◆ Try it ◆
So that the copy matches the original, retype each line of the material below exactly.

◆ Data records ◆
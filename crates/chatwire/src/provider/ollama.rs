//! Ollama generate API

use serde_json::{Map, Value, json};

use super::{Capabilities, ChatOptions, ProviderAdapter, ProviderConfig, ProviderId};
use crate::decoder::{JsonArrayDecoder, StreamDecoder};
use crate::error::Result;
use crate::transport::FetchOptions;

#[derive(Debug, Clone, Copy, Default)]
pub struct OllamaAdapter;

fn response_field(element: &Value) -> Option<String> {
    element.get("response")?.as_str().map(|s| s.to_string())
}

impl ProviderAdapter for OllamaAdapter {
    fn id(&self) -> ProviderId {
        ProviderId::Ollama
    }

    fn capabilities(&self) -> Capabilities {
        Capabilities::STREAMING_ONLY
    }

    fn build_request(
        &self,
        content: &str,
        options: &ChatOptions,
        config: &ProviderConfig,
        stream: bool,
    ) -> Result<(String, FetchOptions)> {
        let mut model_options = Map::new();
        if let Some(temperature) = options.temperature {
            model_options.insert("temperature".to_string(), json!(temperature));
        }
        if let Some(max_tokens) = options.max_tokens {
            model_options.insert("num_predict".to_string(), json!(max_tokens));
        }

        let mut body = json!({
            "model": options.model,
            "prompt": content,
            "stream": stream,
            "options": model_options,
        });
        if let Some(system) = &options.system_prompt {
            body["system"] = json!(system);
        }

        let mut fetch = FetchOptions::post_json(&body)?;
        if let Some(key) = config.api_key.as_deref().filter(|k| !k.is_empty()) {
            fetch = fetch.header("Authorization", format!("Bearer {key}"));
        }
        for (name, value) in &config.headers {
            fetch = fetch.header(name.clone(), value.clone());
        }

        Ok((config.endpoint("/api/generate"), fetch))
    }

    fn stream_decoder(&self) -> Box<dyn StreamDecoder> {
        Box::new(JsonArrayDecoder::new(response_field))
    }

    fn parse_response(&self, body: &Value) -> Option<String> {
        response_field(body)
    }
}

#[cfg(test)]
mod tests {
    use super::*;
    use crate::decoder::decode_all;

    #[test]
    fn test_build_request_without_key() {
        let mut options = ChatOptions::new("llama2");
        options.max_tokens = Some(64);

        let (url, fetch) = OllamaAdapter
            .build_request("Why is the sky blue?", &options, &ProviderConfig::new("http://localhost:11434"), true)
            .unwrap();
        let body: Value = serde_json::from_str(fetch.body.as_deref().unwrap()).unwrap();

        assert_eq!(url, "http://localhost:11434/api/generate");
        assert!(!fetch.headers.contains_key("Authorization"));
        assert_eq!(body["prompt"], "Why is the sky blue?");
        assert_eq!(body["options"]["num_predict"], 64);
    }

    #[test]
    fn test_stream_decoder_reads_ndjson() {
        let raw = "{\"model\":\"llama2\",\"response\":\"The\",\"done\":false}\n\
{\"model\":\"llama2\",\"response\":\" sky\",\"done\":false}\n\
{\"model\":\"llama2\",\"response\":\"\",\"done\":true,\"context\":[1,2,3]}\n";

        let mut decoder = OllamaAdapter.stream_decoder();
        let (deltas, content) = decode_all(decoder.as_mut(), raw);

        assert_eq!(deltas, vec!["The", " sky"]);
        assert_eq!(content, "The sky");
    }
}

◆ Task solution ◆
filename crates/chatwire/src/provider/ollama.rs
//! Ollama generate API

use serde_json::{Map, Value, json};

use super::{Capabilities, ChatOptions, ProviderAdapter, ProviderConfig, ProviderId};
use crate::decoder::{JsonArrayDecoder, StreamDecoder};
use crate::error::Result;
use crate::transport::FetchOptions;

#[derive(Debug, Clone, Copy, Default)]
pub struct OllamaAdapter;

fn response_field(element: &Value) -> Option<String> {
    element.get("response")?.as_str().map(|s| s.to_string())
}

impl ProviderAdapter for OllamaAdapter {
    fn id(&self) -> ProviderId {
        ProviderId::Ollama
    }

    fn capabilities(&self) -> Capabilities {
        Capabilities::STREAMING_ONLY
    }

    fn build_request(
        &self,
        content: &str,
        options: &ChatOptions,
        config: &ProviderConfig,
        stream: bool,
    ) -> Result<(String, FetchOptions)> {
        let mut model_options = Map::new();
        if let Some(temperature) = options.temperature {
            model_options.insert("temperature".to_string(), json!(temperature));
        }
        if let Some(max_tokens) = options.max_tokens {
            model_options.insert("num_predict".to_string(), json!(max_tokens));
        }

        let mut body = json!({
            "model": options.model,
            "prompt": content,
            "stream": stream,
            "options": model_options,
        });
        if let Some(system) = &options.system_prompt {
            body["system"] = json!(system);
        }

        let mut fetch = FetchOptions::post_json(&body)?;
        if let Some(key) = config.api_key.as_deref().filter(|k| !k.is_empty()) {
            fetch = fetch.header("Authorization", format!("Bearer {key}"));
        }
        for (name, value) in &config.headers {
            fetch = fetch.header(name.clone(), value.clone());
        }

        Ok((config.endpoint("/api/generate"), fetch))
    }

    fn stream_decoder(&self) -> Box<dyn StreamDecoder> {
        Box::new(JsonArrayDecoder::new(response_field))
    }

    fn parse_response(&self, body: &Value) -> Option<String> {
        response_field(body)
    }
}

#[cfg(test)]
mod tests {
    use super::*;
    use crate::decoder::decode_all;

    #[test]
    fn test_build_request_without_key() {
        let mut options = ChatOptions::new("llama2");
        options.max_tokens = Some(64);

        let (url, fetch) = OllamaAdapter
            .build_request("Why is the sky blue?", &options, &ProviderConfig::new("http://localhost:11434"), true)
            .unwrap();
        let body: Value = serde_json::from_str(fetch.body.as_deref().unwrap()).unwrap();

        assert_eq!(url, "http://localhost:11434/api/generate");
        assert!(!fetch.headers.contains_key("Authorization"));
        assert_eq!(body["prompt"], "Why is the sky blue?");
        assert_eq!(body["options"]["num_predict"], 64);
    }

    #[test]
    fn test_stream_decoder_reads_ndjson() {
        let raw = "{\"model\":\"llama2\",\"response\":\"The\",\"done\":false}\n\
{\"model\":\"llama2\",\"response\":\" sky\",\"done\":false}\n\
{\"model\":\"llama2\",\"response\":\"\",\"done\":true,\"context\":[1,2,3]}\n";

        let mut decoder = OllamaAdapter.stream_decoder();
        let (deltas, content) = decode_all(decoder.as_mut(), raw);

        assert_eq!(deltas, vec!["The", " sky"]);
        assert_eq!(content, "The sky");
    }
}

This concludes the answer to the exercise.